On the Left for English in Colorado

For decades, Rita Sandoval Montero has been among Colorado’s most committed and uncompromising Hispanic political activists.

As with so many activists, her roots are on the Left. Her personal curriculum vitae reads almost like a radical history of the Protest Decades, with university activism, support for migrant farmworker causes, work in the National Lawyers Guild, and even involvement in the brief rise of the La Raza Unida, the Hispanic political party that so unnerved the dominant Anglo establishment of the American Southwest during the 1960s and early 1970s.

But whereas the vast majority of the radical activists of that period either compromised their beliefs en route to joining the political establishment, or even abandoned politics entirely for the corporate suite and the expense account, Rita remained true to her positions and ideals. Generally disenchanted with a Democratic Party that seemed to have become merely a pale imitation of moderate Republicans, Rita gradually shifted the focus of her efforts to non-party causes.

Thus in 1990 she played a leading role in the Colorado campaign against a statewide “Official English” initiative sponsored by U.S. English, a ballot measure which she regarded as a thinly- veiled xenophobic attack against Colorado’s immigrant and Hispanics. A few years after that, she won a seat on the Denver Board of Education, serving as its only Hispanic member, seeking to represent a rapidly growing but often ignored segment of the Denver parent population.

Although at the time she generally supported bilingual education programs, once she encountered their dreadful reality, she became their most implacable foe, spearheading years of legal effort to reduce or curtail them.
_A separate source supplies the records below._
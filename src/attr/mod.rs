//! # Attribute Store Trait
//!
//! Contract between vecnet-prep and the attribute-database driver. Query
//! execution and the driver itself are out of scope; this crate only needs
//! bulk category→value fetches and predicate-driven category selection.
//!
//! ## Implementations
//!
//! | Source | Module | Description |
//! |--------|--------|-------------|
//! | `MemoryAttributeSource` | `memory` | In-memory tables with fault injection |

pub mod memory;

use hashbrown::HashMap;
use serde::{Deserialize, Serialize};

use crate::model::Category;
use crate::Result;

pub use memory::MemoryAttributeSource;

// ============================================================================
// Layer link configuration
// ============================================================================

/// Attribute-table link for one layer: which driver and database to open,
/// and which table/key column to join categories against.
#[derive(Debug, Clone, PartialEq, Eq, Serialize, Deserialize)]
pub struct FieldInfo {
    pub driver: String,
    pub database: String,
    pub table: String,
    pub key_column: String,
}

impl FieldInfo {
    pub fn new(
        driver: impl Into<String>,
        database: impl Into<String>,
        table: impl Into<String>,
        key_column: impl Into<String>,
    ) -> Self {
        Self {
            driver: driver.into(),
            database: database.into(),
            table: table.into(),
            key_column: key_column.into(),
        }
    }
}

// ============================================================================
// Bulk fetch result
// ============================================================================

/// Result of one bulk fetch: the full `category → value` mapping for a
/// column.
#[derive(Debug, Clone, Default, PartialEq)]
pub struct CatValueMap {
    values: HashMap<Category, f64>,
}

impl CatValueMap {
    pub fn new() -> Self {
        Self::default()
    }

    pub fn insert(&mut self, cat: Category, value: f64) {
        self.values.insert(cat, value);
    }

    /// Value for a category. Absence is expected on sparse attribute data
    /// and is not an error.
    pub fn lookup(&self, cat: Category) -> Option<f64> {
        self.values.get(&cat).copied()
    }

    pub fn len(&self) -> usize {
        self.values.len()
    }

    pub fn is_empty(&self) -> bool {
        self.values.is_empty()
    }
}

impl FromIterator<(Category, f64)> for CatValueMap {
    fn from_iter<I: IntoIterator<Item = (Category, f64)>>(iter: I) -> Self {
        Self { values: iter.into_iter().collect() }
    }
}

// ============================================================================
// AttributeSource Trait
// ============================================================================

/// Bulk read access to an attribute database.
///
/// `open()` failures are configuration faults — implementations return the
/// fatal [`crate::Error::DatabaseOpen`] — while query failures are
/// recoverable [`crate::Error::AttributeQuery`] faults. Callers rely on
/// that asymmetry.
pub trait AttributeSource {
    /// Opaque driver/connection handle.
    type Handle;

    // ========================================================================
    // Lifecycle
    // ========================================================================

    /// Open the driver and database named by a layer's [`FieldInfo`].
    fn open(&self, field: &FieldInfo) -> Result<Self::Handle>;

    /// Close a handle. Infallible by contract; a driver that cannot even
    /// close cleanly has nothing useful to report to this subsystem.
    fn close(&self, handle: Self::Handle);

    // ========================================================================
    // Queries
    // ========================================================================

    /// Evaluate a SQL-style predicate against the table and return the
    /// key-column categories of all matching rows.
    fn select_categories(
        &self,
        handle: &Self::Handle,
        table: &str,
        key_column: &str,
        predicate: &str,
    ) -> Result<Vec<Category>>;

    /// Fetch the full `category → value` mapping for a column in one
    /// query, optionally restricted by a predicate.
    fn select_values(
        &self,
        handle: &Self::Handle,
        table: &str,
        key_column: &str,
        value_column: &str,
        predicate: Option<&str>,
    ) -> Result<CatValueMap>;

    /// Fetch `category → value` pairs for an explicit category list.
    ///
    /// Default: full-column fetch, then filter. Drivers with an `IN`-list
    /// fast path should override.
    fn select_values_for(
        &self,
        handle: &Self::Handle,
        table: &str,
        key_column: &str,
        value_column: &str,
        cats: &[Category],
    ) -> Result<CatValueMap> {
        let all = self.select_values(handle, table, key_column, value_column, None)?;
        Ok(cats
            .iter()
            .filter_map(|&cat| all.lookup(cat).map(|v| (cat, v)))
            .collect())
    }
}

// ============================================================================
// DriverGuard
// ============================================================================

/// Scope guard for a driver handle: closes on drop, so every exit path of
/// an operation releases the connection.
pub struct DriverGuard<'a, A: AttributeSource> {
    source: &'a A,
    handle: Option<A::Handle>,
}

impl<'a, A: AttributeSource> DriverGuard<'a, A> {
    /// Open a handle for the given layer link.
    pub fn open(source: &'a A, field: &FieldInfo) -> Result<Self> {
        let handle = source.open(field)?;
        Ok(Self { source, handle: Some(handle) })
    }

    pub fn handle(&self) -> &A::Handle {
        self.handle.as_ref().expect("handle present until drop")
    }
}

impl<A: AttributeSource> Drop for DriverGuard<'_, A> {
    fn drop(&mut self) {
        if let Some(handle) = self.handle.take() {
            self.source.close(handle);
        }
    }
}
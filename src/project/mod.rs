//! # Node Projector
//!
//! Converts a feature selection, or a raw list of point-feature ids, into
//! graph node ids for the downstream graph builder.
//!
//! Node lists carry multiplicity: a node touched by two selected line
//! features appears twice, and a self-loop contributes its single node
//! twice. Deduplication is the caller's business.

use crate::model::{FeatureId, NodeBackMap, NodeId, Selection};
use crate::topology::Topology;
use crate::Result;

/// Nodes incident to all selected features, in feature-id order.
///
/// A selected point contributes its single node once; a selected line-like
/// feature contributes both endpoints (the same id twice for a self-loop).
pub fn nodes_from_selection<T: Topology>(
    topo: &T,
    selection: &Selection,
) -> Result<Vec<NodeId>> {
    let mut nodes = Vec::new();
    project(topo, selection, &mut nodes, None)?;
    Ok(nodes)
}

/// Like [`nodes_from_selection`], additionally producing a node→feature
/// back-map.
///
/// The back-map is freshly initialized to all-`None` and then populated
/// with the id of a selected feature incident to each listed node. When
/// several selected features share a node, the last one wins — a defined
/// tie-break, not an error.
pub fn nodes_from_selection_with_backmap<T: Topology>(
    topo: &T,
    selection: &Selection,
) -> Result<(Vec<NodeId>, NodeBackMap)> {
    let mut nodes = Vec::new();
    let mut backmap = NodeBackMap::new(topo.node_count());
    project(topo, selection, &mut nodes, Some(&mut backmap))?;
    Ok((nodes, backmap))
}

fn project<T: Topology>(
    topo: &T,
    selection: &Selection,
    nodes: &mut Vec<NodeId>,
    mut backmap: Option<&mut NodeBackMap>,
) -> Result<()> {
    for id in selection.iter_selected() {
        let (node1, node2) = topo.incident_nodes(id)?;
        nodes.push(node1);
        if let Some(map) = backmap.as_deref_mut() {
            map.set(node1, id);
        }
        // Line-like features contribute the second endpoint even when it
        // coincides with the first.
        if let Some(node2) = node2 {
            nodes.push(node2);
            if let Some(map) = backmap.as_deref_mut() {
                map.set(node2, id);
            }
        }
    }
    Ok(())
}

/// Node ids corresponding to a list of point-feature ids.
///
/// Precondition: every id must refer to a point feature. This is *not*
/// guarded — for a line-like feature the produced entry is unspecified (an
/// arbitrary incident node), matching the raw point-to-node rewrite the
/// graph builders expect.
pub fn points_to_nodes<T: Topology>(topo: &T, points: &[FeatureId]) -> Result<Vec<NodeId>> {
    points
        .iter()
        .map(|&id| topo.incident_nodes(id).map(|(node, _)| node))
        .collect()
}

// ============================================================================
// Tests
// ============================================================================

#[cfg(test)]
mod tests {
    use super::*;
    use crate::model::Selection;
    use crate::topology::MemoryTopology;
    use proptest::prelude::*;

    /// nodes 1..=4; features: point on n1, line n2-n3, self-loop on n4.
    fn fixture() -> MemoryTopology {
        let mut topo = MemoryTopology::new();
        let n1 = topo.add_node(0.0, 0.0, 0.0);
        let n2 = topo.add_node(1.0, 0.0, 0.0);
        let n3 = topo.add_node(2.0, 0.0, 0.0);
        let n4 = topo.add_node(3.0, 0.0, 0.0);
        topo.add_point(n1, &[]); // feature 1
        topo.add_line(n2, n3, &[]); // feature 2
        topo.add_line(n4, n4, &[]); // feature 3
        topo
    }

    #[test]
    fn test_point_contributes_one_node() {
        let topo = fixture();
        let mut sel = Selection::new(topo.feature_count());
        sel.set(FeatureId(1), true);
        let nodes = nodes_from_selection(&topo, &sel).unwrap();
        assert_eq!(nodes, vec![NodeId(1)]);
    }

    #[test]
    fn test_line_contributes_both_endpoints() {
        let topo = fixture();
        let mut sel = Selection::new(topo.feature_count());
        sel.set(FeatureId(2), true);
        let nodes = nodes_from_selection(&topo, &sel).unwrap();
        assert_eq!(nodes, vec![NodeId(2), NodeId(3)]);
    }

    #[test]
    fn test_self_loop_contributes_node_twice() {
        let topo = fixture();
        let mut sel = Selection::new(topo.feature_count());
        sel.set(FeatureId(3), true);
        let nodes = nodes_from_selection(&topo, &sel).unwrap();
        assert_eq!(nodes, vec![NodeId(4), NodeId(4)]);
    }

    #[test]
    fn test_backmap_covers_listed_nodes_only() {
        let topo = fixture();
        let mut sel = Selection::new(topo.feature_count());
        sel.set(FeatureId(2), true);
        let (nodes, backmap) = nodes_from_selection_with_backmap(&topo, &sel).unwrap();
        assert_eq!(nodes, vec![NodeId(2), NodeId(3)]);
        assert_eq!(backmap.get(NodeId(2)), Some(FeatureId(2)));
        assert_eq!(backmap.get(NodeId(3)), Some(FeatureId(2)));
        assert_eq!(backmap.get(NodeId(1)), None);
        assert_eq!(backmap.get(NodeId(4)), None);
    }

    #[test]
    fn test_backmap_last_feature_wins_on_shared_node() {
        let mut topo = MemoryTopology::new();
        let a = topo.add_node(0.0, 0.0, 0.0);
        let b = topo.add_node(1.0, 0.0, 0.0);
        let c = topo.add_node(2.0, 0.0, 0.0);
        let f1 = topo.add_line(a, b, &[]);
        let f2 = topo.add_line(b, c, &[]);

        let mut sel = Selection::new(topo.feature_count());
        sel.set(f1, true);
        sel.set(f2, true);
        let (nodes, backmap) = nodes_from_selection_with_backmap(&topo, &sel).unwrap();
        assert_eq!(nodes, vec![a, b, b, c]);
        assert_eq!(backmap.get(a), Some(f1));
        assert_eq!(backmap.get(b), Some(f2));
        assert_eq!(backmap.get(c), Some(f2));
    }

    #[test]
    fn test_points_to_nodes_maps_in_order() {
        let mut topo = MemoryTopology::new();
        let n1 = topo.add_node(0.0, 0.0, 0.0);
        let n2 = topo.add_node(1.0, 0.0, 0.0);
        let p1 = topo.add_point(n1, &[]);
        let p2 = topo.add_point(n2, &[]);

        let nodes = points_to_nodes(&topo, &[p2, p1, p2]).unwrap();
        assert_eq!(nodes, vec![n2, n1, n2]);
    }

    proptest! {
        /// Every selected point adds exactly one entry, every selected
        /// line exactly two, and order follows feature id.
        #[test]
        fn prop_multiplicity_matches_selection(flags in prop::collection::vec(any::<bool>(), 3)) {
            let topo = fixture();
            let mut sel = Selection::new(topo.feature_count());
            for (i, &on) in flags.iter().enumerate() {
                sel.set(FeatureId(i as u32 + 1), on);
            }
            let nodes = nodes_from_selection(&topo, &sel).unwrap();

            let expected: usize = flags
                .iter()
                .enumerate()
                .map(|(i, &on)| if !on { 0 } else if i == 0 { 1 } else { 2 })
                .sum();
            prop_assert_eq!(nodes.len(), expected);
        }
    }
}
With those bilingual reforms now having proven themselves to be completely ephemeral, Rita gradually shifted to outright support for California-style English immersion, and concluded that the general dismantling of Colorado’s sizable bilingual education infrastructure was an absolute necessity. Rita will likely lead a Proposition 227-type ballot initiative, aimed at the November 2002 ballot.

She is not alone. Just yesterday a group of immigrant parents held a public protest against Denver’s continuing policy of placing Hispanic children in Spanish-almost-only classes, regardless of their parents’ wishes. Colorado appears likely to join California and Arizona as a bilingual-education-free-zone by the end of next year.

Perhaps where leftist Hispanic Democrats lead, conservative Anglo Republicans will eventually decide to follow.